En una era en la que las Redes Sociales crean un clima de exigencia a las personas para que expliquen qué hacen y por qué lo hacen, especialmente cuando son figuras públicas, ha caído el lema: "Vivir sin explicaciones".
Por el protopresbítero Temístocles Mourtzanos (Doctor en Teología)

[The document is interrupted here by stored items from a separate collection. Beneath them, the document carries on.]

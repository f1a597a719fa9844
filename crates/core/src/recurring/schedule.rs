//! Occurrence date arithmetic.
//!
//! Weekly cadences advance by exact 7-day steps; monthly cadences advance
//! by calendar months, clamping to the last day of shorter months the way
//! `chrono` does (Jan 31 + 1 month = Feb 28/29).

use chrono::{Days, Months, NaiveDate};

use super::error::RecurringError;
use super::types::RecurrenceType;
use crate::budget::DateRange;

/// Returns the start date of occurrence `index` (0-indexed).
pub fn occurrence_start(
    start: NaiveDate,
    recurrence: RecurrenceType,
    index: u32,
) -> Result<NaiveDate, RecurringError> {
    let advanced = match recurrence {
        RecurrenceType::Weekly => start.checked_add_days(Days::new(7 * u64::from(index))),
        RecurrenceType::Monthly => start.checked_add_months(Months::new(index)),
    };
    advanced.ok_or(RecurringError::DateOverflow)
}

/// Returns the period of occurrence `index`, spanning `duration_days`
/// days inclusive of its start date.
pub fn occurrence_range(
    start: NaiveDate,
    recurrence: RecurrenceType,
    index: u32,
    duration_days: u32,
) -> Result<DateRange, RecurringError> {
    let from = occurrence_start(start, recurrence, index)?;
    let to = from
        .checked_add_days(Days::new(u64::from(duration_days) - 1))
        .ok_or(RecurringError::DateOverflow)?;
    Ok(DateRange::new(from, to)?)
}
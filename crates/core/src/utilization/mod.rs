//! Utilization aggregation and classification.

pub mod service;
pub mod types;

#[cfg(test)]
mod props;

pub use service::{display_width, utilization_percent, UtilizationService};
pub use types::{BudgetUtilization, ItemUtilization, UtilizationCategory};
//! External collaborator interfaces.
//!
//! Funds, ledgers, ledger postings, authorization, and time are owned by
//! other systems. The core consumes them through these trait seams; the
//! in-memory implementations in [`memory`] serve in-process wiring and tests.

pub mod memory;

use chrono::{DateTime, NaiveDate, Utc};
use rust_decimal::Decimal;
use serde::{Deserialize, Serialize};

use mandira_shared::types::{FundId, LedgerId, UserId};

use crate::budget::DateRange;

/// A fund as known to the fund directory.
#[derive(Debug, Clone, Serialize, Deserialize)]
pub struct FundInfo {
    /// Fund ID.
    pub id: FundId,
    /// Fund name.
    pub name: String,
}

/// A ledger (expense category) as known to the ledger directory.
#[derive(Debug, Clone, Serialize, Deserialize)]
pub struct LedgerInfo {
    /// Ledger ID.
    pub id: LedgerId,
    /// Ledger name.
    pub name: String,
    /// Ledger group (e.g., "Expenses", "Maintenance").
    pub group: String,
}

/// A single ledger posting, the raw material of utilization.
#[derive(Debug, Clone, Copy, Serialize, Deserialize)]
pub struct Posting {
    /// Posted amount.
    pub amount: Decimal,
    /// Posting date.
    pub date: NaiveDate,
}

/// Directory of funds that may own budgets.
pub trait FundDirectory: Send + Sync {
    /// Returns true if the fund exists.
    fn exists(&self, fund_id: FundId) -> bool;

    /// Looks up a fund by ID.
    fn get(&self, fund_id: FundId) -> Option<FundInfo>;
}

/// Directory of ledgers referenced by budget items.
pub trait LedgerDirectory: Send + Sync {
    /// Returns true if the ledger exists.
    fn exists(&self, ledger_id: LedgerId) -> bool;

    /// Looks up a ledger by ID.
    fn get(&self, ledger_id: LedgerId) -> Option<LedgerInfo>;
}

/// Feed of ledger postings, the source of utilization figures.
pub trait PostingFeed: Send + Sync {
    /// Returns the postings against a ledger within a date range.
    fn postings_for(&self, ledger_id: LedgerId, range: DateRange) -> Vec<Posting>;
}

/// Authorization check for approval operations.
pub trait Authorizer: Send + Sync {
    /// Returns true if the actor holds a role that may approve budgets.
    fn can_approve(&self, actor: UserId) -> bool;
}

/// Source of the current date and time.
pub trait Clock: Send + Sync {
    /// Returns the current instant.
    fn now(&self) -> DateTime<Utc>;

    /// Returns the current date.
    fn today(&self) -> NaiveDate {
        self.now().date_naive()
    }
}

Los viejos decían "vive sin importarte lo que diga la gente". Esto se consideraba un signo de un alma libre, un sentido de independencia y, una vez, valentía. En los amores que parecían incompatibles social, moral y económicamente, la pareja que seguía adelante, a pesar de las reacciones, era la que muchos admiraban en secreto, pero otros también envidiaban y rechazaban. Hoy en día, el privilegio como actitud ante la vida ha justificado la percepción de indiferencia ante las explicaciones. Pero también ha dejado de lado la vergüenza, el ego, con el resultado de que estamos confundidos sobre lo que está bien y lo que está mal y la dimensión moral del hombre no tiene un lado práctico.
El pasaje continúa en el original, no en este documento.